When problems or tensions arise between you and your partner, what’s your default response mode? Do you:
- Rush to smooth things over so everything quickly becomes normal again
- Go on the defence and get ready to fight to protect yourself from being hurt
- Withdraw completely until the threat passes
- We never have any problems, our relationship is perfect
If you chose D, then the other 99.9% of us are very happy for you. If, however, you chose options A, B, or C – then read on!
When we feel under threat our natural instinct is one of self-preservation and so we tend to respond in learnt ways. These coping strategies can look something like the way a dog, a cat, or a crab might respond to threats in their environment.
So, dog, cat or crab – which one are you? Let’s take a closer look….
DOGS: Those who turn towards
Dogs are friendly, energetic and attentive creatures. If they know they’ve done something to upset you they’ll become distraught, fearing you’ll punish them, or worse still, banish them. They’ll continue to come back to you over and over until they’re sure they’re still a part of the pack.
If you’re a ‘dog’ when it comes to dealing with relationship issues, then you’re more likely to turn towards the problem, eagerly trying to smooth things over. You feel it’s your responsibility to make everyone happy again.
‘Dogs’ are people-pleasers’ and are afraid of conflict of any kind. They’ll say ‘yes’ to things that don’t suit them in order to seem easy-going. They avoid potential conflict because it makes them feel too uncomfortable. They’re usually hyper-vigilant and can sense any possible tension in a relationship before it’s even arrived. They become fearful of offending, and will quickly try to right any perceived wrongs.
Those who turn towards need to understand that people will respect them more for being assertive, and that their fear of conflict is not as big or scary as it seems.
CATS: Those who turn against
Playing with a cat can be a little like Russian roulette. It’s all fun and games until something happens, and the cat latches on biting and scratching. When you finally separate from them feeling a little worse for wear, you might get as much as a hiss before they’re off.

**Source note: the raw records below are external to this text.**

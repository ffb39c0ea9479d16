//! Load a content set and dump every resolved template as JSON.
//!
//! Usage: dump_templates <rules_dir>... [--deltas <dir>] [--lenient]

use std::path::PathBuf;

use unitsmith::content::load_content;
use unitsmith::core::config::{ContentConfig, LoadPolicy};

fn main() {
    tracing_subscriber::fmt()
        .with_env_filter(
            tracing_subscriber::EnvFilter::from_default_env()
                .add_directive(tracing::Level::INFO.into()),
        )
        .init();

    let mut config = ContentConfig::new();
    let mut args = std::env::args().skip(1);
    while let Some(arg) = args.next() {
        match arg.as_str() {
            "--deltas" => match args.next() {
                Some(dir) => config.map_delta_dir = Some(PathBuf::from(dir)),
                None => {
                    eprintln!("--deltas needs a directory argument");
                    std::process::exit(2);
                }
            },
            "--lenient" => config.policy = LoadPolicy::Lenient,
            dir => config.rule_dirs.push(PathBuf::from(dir)),
        }
    }

    if config.rule_dirs.is_empty() {
        eprintln!("Usage: dump_templates <rules_dir>... [--deltas <dir>] [--lenient]");
        std::process::exit(2);
    }

    for dir in &config.rule_dirs {
        if !dir.exists() {
            eprintln!("Rule directory not found: {:?}", dir);
            std::process::exit(1);
        }
    }

    let loaded = match load_content(&config) {
        Ok(loaded) => loaded,
        Err(e) => {
            eprintln!("Failed to load content: {}", e);
            std::process::exit(1);
        }
    };

    if let Err(e) = loaded.registry.resolve_all() {
        eprintln!("Resolution failed: {}", e);
        std::process::exit(1);
    }

    for identity in loaded.registry.identities() {
        let resolved = match loaded.overrides.effective(&loaded.registry, &identity) {
            Ok(resolved) => resolved,
            Err(e) => {
                eprintln!("Failed to resolve {}: {}", identity, e);
                std::process::exit(1);
            }
        };
        match serde_json::to_string_pretty(&*resolved) {
            Ok(json) => println!("{}", json),
            Err(e) => {
                eprintln!("Failed to serialize {}: {}", identity, e);
                std::process::exit(1);
            }
        }
    }

    println!(
        "\nLoaded {} templates and {} reskins ({} skipped), {} map overrides",
        loaded.summary.templates,
        loaded.summary.reskins,
        loaded.summary.skipped,
        loaded.overrides.len()
    );
}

At the slightest hint of vulnerability, people who tend to turn against will ready themselves for a fight. They’re on the defensive, they become hurtful and their words will sting. Even if there isn’t any intended conflict, they too are hyper-vigilant to any perceived threats that may leave them weak and alone. They can quite often push others away with their words and actions.

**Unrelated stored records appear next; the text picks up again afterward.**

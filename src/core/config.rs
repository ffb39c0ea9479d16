//! Content-load configuration
//!
//! Where rule files come from and how strictly load failures are treated.
//! The engine itself never reads this; it is consumed by the content loader
//! and the diagnostic binaries.

use std::path::PathBuf;

/// How the loader reacts when a single template, reskin or map delta fails.
///
/// The engine reports every failure as a hard error; whether one bad
/// definition aborts the whole batch is a caller decision.
#[derive(Debug, Clone, Copy, PartialEq, Eq, Default)]
pub enum LoadPolicy {
    /// Abort the batch on the first error.
    #[default]
    Strict,
    /// Log the error, skip the offending definition, keep loading.
    Lenient,
}

/// Ordered content sources for one loaded content set.
///
/// Base rule directories are loaded in order (base rules first, expansion
/// overrides after), then the registry is frozen, then map deltas are
/// applied on top of resolved templates without touching the registry.
#[derive(Debug, Clone, Default)]
pub struct ContentConfig {
    /// Rule directories, lowest priority first.
    pub rule_dirs: Vec<PathBuf>,
    /// Optional directory of per-map delta files.
    pub map_delta_dir: Option<PathBuf>,
    /// Failure policy for the whole load.
    pub policy: LoadPolicy,
}

impl ContentConfig {
    pub fn new() -> Self {
        Self::default()
    }

    /// Append a rule directory (later directories layer on earlier ones).
    pub fn with_rule_dir(mut self, dir: impl Into<PathBuf>) -> Self {
        self.rule_dirs.push(dir.into());
        self
    }

    pub fn with_map_delta_dir(mut self, dir: impl Into<PathBuf>) -> Self {
        self.map_delta_dir = Some(dir.into());
        self
    }

    pub fn with_policy(mut self, policy: LoadPolicy) -> Self {
        self.policy = policy;
        self
    }
}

For those who turn against, fighting can be very lonely. They need to dig deeper to recognise what’s really going on under the anger, and soften more towards others. This will in turn draw others closer to them.
HERMIT CRABS: Those who turn away
Hermit crabs are quite content going about their day, meandering along doing whatever it is that hermit crabs do. But the minute anything unusual happens or there’s a threat of danger close by, they’ll promptly pull in, shut down, and you won’t see them again until the threat has passed.
When everything feels light and breezy and logical, those who turn away are great companions. But the moment they face emotional struggle, be it tension, dependency, or vulnerability, they completely withdraw. They feel confronted by anything that is too emotionally intense or overwhelming, and they retreat. As soon as things have calmed down they’ll come out again.
It can take a while for those who turn away to come out of their shell. Crabs need to try to stay engaged a little longer each time there is a threat, rather than instantly running at the first sign of trouble. If they can do this they’ll be able to notice the wave of overwhelm becomes smaller and more manageable overtime.
Whether you’re a dog, a cat, or a crab, you are responding in these ways because you feel your sense of the world is under threat. It’s how you’ve learnt to get your life back to a state of normal.
These are learnt behaviours that may have served you in the past, but they’re no longer conducive for your adult relationships.
The good news is that we can stretch ourselves beyond our automatic coping strategies and learn to modify these behaviours over time. Once we do this we can start to find a deeper sense of connection, belonging and understanding.